What you should do:
Give back, word for word, the lines in the listing below from the one holding "self.ledger.settle(&temporary_id).await;" down to the one holding "let prior = self.collection.get(&id).await;", both ends included.

The records:
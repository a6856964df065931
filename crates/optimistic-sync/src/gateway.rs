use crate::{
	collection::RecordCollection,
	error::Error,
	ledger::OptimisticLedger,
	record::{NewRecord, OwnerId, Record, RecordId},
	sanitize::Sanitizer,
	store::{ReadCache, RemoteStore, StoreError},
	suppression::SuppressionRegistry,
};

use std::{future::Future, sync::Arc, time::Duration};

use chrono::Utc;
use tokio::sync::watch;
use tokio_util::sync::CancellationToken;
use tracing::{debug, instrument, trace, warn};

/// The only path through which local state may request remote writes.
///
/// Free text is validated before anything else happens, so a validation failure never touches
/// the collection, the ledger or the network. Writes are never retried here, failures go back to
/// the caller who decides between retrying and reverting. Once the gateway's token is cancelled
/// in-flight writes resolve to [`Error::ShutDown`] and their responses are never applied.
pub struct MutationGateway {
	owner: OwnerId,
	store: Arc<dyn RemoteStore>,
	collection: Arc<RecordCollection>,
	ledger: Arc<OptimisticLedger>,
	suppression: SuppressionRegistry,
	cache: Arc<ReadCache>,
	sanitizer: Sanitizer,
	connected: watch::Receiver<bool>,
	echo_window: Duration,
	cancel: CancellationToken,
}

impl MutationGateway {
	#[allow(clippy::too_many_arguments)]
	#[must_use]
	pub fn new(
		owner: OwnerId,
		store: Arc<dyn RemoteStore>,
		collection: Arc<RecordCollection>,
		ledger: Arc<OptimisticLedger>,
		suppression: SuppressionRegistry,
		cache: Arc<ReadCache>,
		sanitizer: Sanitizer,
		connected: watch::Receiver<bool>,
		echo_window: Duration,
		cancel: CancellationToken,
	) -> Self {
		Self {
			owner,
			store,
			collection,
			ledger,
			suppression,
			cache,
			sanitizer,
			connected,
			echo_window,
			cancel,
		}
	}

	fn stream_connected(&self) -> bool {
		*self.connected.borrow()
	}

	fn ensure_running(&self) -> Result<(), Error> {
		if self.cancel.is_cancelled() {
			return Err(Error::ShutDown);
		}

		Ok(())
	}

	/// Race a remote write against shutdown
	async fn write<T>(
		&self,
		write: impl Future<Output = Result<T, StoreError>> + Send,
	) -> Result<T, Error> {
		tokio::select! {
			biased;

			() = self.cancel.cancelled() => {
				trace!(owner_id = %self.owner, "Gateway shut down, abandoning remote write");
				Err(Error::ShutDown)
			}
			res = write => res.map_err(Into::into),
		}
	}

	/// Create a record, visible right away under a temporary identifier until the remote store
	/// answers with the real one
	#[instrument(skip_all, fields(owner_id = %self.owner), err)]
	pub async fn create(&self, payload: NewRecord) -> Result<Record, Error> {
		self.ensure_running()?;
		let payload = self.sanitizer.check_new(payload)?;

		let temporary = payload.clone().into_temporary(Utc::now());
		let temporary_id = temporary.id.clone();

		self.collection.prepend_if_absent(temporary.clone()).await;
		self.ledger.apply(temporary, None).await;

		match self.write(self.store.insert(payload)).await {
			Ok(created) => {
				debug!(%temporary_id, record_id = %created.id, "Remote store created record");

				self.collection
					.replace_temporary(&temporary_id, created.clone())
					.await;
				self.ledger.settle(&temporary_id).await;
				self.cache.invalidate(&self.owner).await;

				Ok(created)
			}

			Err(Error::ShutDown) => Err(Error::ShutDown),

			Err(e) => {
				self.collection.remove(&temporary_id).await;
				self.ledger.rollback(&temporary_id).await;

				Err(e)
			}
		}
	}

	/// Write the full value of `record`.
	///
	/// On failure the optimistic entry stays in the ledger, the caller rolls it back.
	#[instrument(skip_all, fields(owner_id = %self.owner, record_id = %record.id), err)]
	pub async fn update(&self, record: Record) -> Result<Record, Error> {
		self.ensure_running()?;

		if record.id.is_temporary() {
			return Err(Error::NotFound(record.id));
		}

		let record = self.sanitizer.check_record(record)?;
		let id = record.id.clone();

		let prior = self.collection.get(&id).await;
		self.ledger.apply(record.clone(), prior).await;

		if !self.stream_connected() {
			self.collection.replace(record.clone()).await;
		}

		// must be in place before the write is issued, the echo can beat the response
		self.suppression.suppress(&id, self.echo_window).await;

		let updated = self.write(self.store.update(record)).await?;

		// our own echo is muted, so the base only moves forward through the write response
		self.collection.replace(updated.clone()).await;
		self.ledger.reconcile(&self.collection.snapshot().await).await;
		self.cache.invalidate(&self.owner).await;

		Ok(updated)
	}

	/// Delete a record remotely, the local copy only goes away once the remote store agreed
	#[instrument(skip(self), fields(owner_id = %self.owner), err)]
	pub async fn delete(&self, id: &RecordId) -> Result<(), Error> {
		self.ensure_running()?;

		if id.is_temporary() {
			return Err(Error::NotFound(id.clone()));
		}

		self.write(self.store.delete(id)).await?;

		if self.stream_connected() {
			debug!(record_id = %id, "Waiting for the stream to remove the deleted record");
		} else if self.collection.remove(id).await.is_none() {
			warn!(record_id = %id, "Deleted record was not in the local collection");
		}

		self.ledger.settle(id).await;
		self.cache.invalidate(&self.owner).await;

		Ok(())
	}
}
...
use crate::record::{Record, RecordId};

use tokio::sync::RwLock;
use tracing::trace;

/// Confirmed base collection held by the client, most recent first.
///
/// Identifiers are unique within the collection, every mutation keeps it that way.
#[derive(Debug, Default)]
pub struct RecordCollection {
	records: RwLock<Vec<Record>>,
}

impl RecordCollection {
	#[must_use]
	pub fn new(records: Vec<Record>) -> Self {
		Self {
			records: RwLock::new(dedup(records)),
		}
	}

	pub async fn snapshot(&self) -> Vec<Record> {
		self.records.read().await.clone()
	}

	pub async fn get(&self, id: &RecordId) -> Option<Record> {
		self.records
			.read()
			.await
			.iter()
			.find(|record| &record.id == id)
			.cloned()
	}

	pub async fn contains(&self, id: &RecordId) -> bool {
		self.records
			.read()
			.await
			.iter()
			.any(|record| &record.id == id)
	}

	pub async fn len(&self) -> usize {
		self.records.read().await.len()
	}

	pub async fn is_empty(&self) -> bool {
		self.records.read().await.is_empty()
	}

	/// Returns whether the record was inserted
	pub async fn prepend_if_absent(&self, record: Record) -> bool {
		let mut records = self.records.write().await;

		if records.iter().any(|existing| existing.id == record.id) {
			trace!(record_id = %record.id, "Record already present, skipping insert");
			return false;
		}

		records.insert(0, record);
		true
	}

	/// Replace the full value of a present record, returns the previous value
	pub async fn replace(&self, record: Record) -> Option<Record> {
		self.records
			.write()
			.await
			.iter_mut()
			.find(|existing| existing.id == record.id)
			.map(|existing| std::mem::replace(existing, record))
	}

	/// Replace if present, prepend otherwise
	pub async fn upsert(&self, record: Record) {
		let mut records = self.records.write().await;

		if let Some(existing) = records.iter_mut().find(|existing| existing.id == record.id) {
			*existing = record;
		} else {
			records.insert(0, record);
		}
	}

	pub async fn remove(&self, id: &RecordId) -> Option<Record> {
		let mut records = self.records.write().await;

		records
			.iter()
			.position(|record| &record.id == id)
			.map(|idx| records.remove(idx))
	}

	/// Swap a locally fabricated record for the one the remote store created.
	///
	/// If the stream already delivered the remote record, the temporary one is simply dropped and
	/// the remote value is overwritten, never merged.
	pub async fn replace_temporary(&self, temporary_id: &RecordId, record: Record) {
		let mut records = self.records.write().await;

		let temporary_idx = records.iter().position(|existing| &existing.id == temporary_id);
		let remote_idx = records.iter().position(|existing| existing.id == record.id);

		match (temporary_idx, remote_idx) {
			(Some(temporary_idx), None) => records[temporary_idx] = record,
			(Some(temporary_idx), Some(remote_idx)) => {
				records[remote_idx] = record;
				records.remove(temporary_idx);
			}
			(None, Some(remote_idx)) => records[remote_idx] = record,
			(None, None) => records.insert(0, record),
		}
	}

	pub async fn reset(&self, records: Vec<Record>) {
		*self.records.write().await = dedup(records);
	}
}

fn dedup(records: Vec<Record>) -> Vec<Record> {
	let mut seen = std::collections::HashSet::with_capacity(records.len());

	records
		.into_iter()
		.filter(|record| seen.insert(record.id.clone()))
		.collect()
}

Answer space:
				self.ledger.settle(&temporary_id).await;
				self.cache.invalidate(&self.owner).await;

				Ok(created)
			}

			Err(Error::ShutDown) => Err(Error::ShutDown),

			Err(e) => {
				self.collection.remove(&temporary_id).await;
				self.ledger.rollback(&temporary_id).await;

				Err(e)
			}
		}
	}

	/// Write the full value of `record`.
	///
	/// On failure the optimistic entry stays in the ledger, the caller rolls it back.
	#[instrument(skip_all, fields(owner_id = %self.owner, record_id = %record.id), err)]
	pub async fn update(&self, record: Record) -> Result<Record, Error> {
		self.ensure_running()?;

		if record.id.is_temporary() {
			return Err(Error::NotFound(record.id));
		}

		let record = self.sanitizer.check_record(record)?;
		let id = record.id.clone();

		let prior = self.collection.get(&id).await;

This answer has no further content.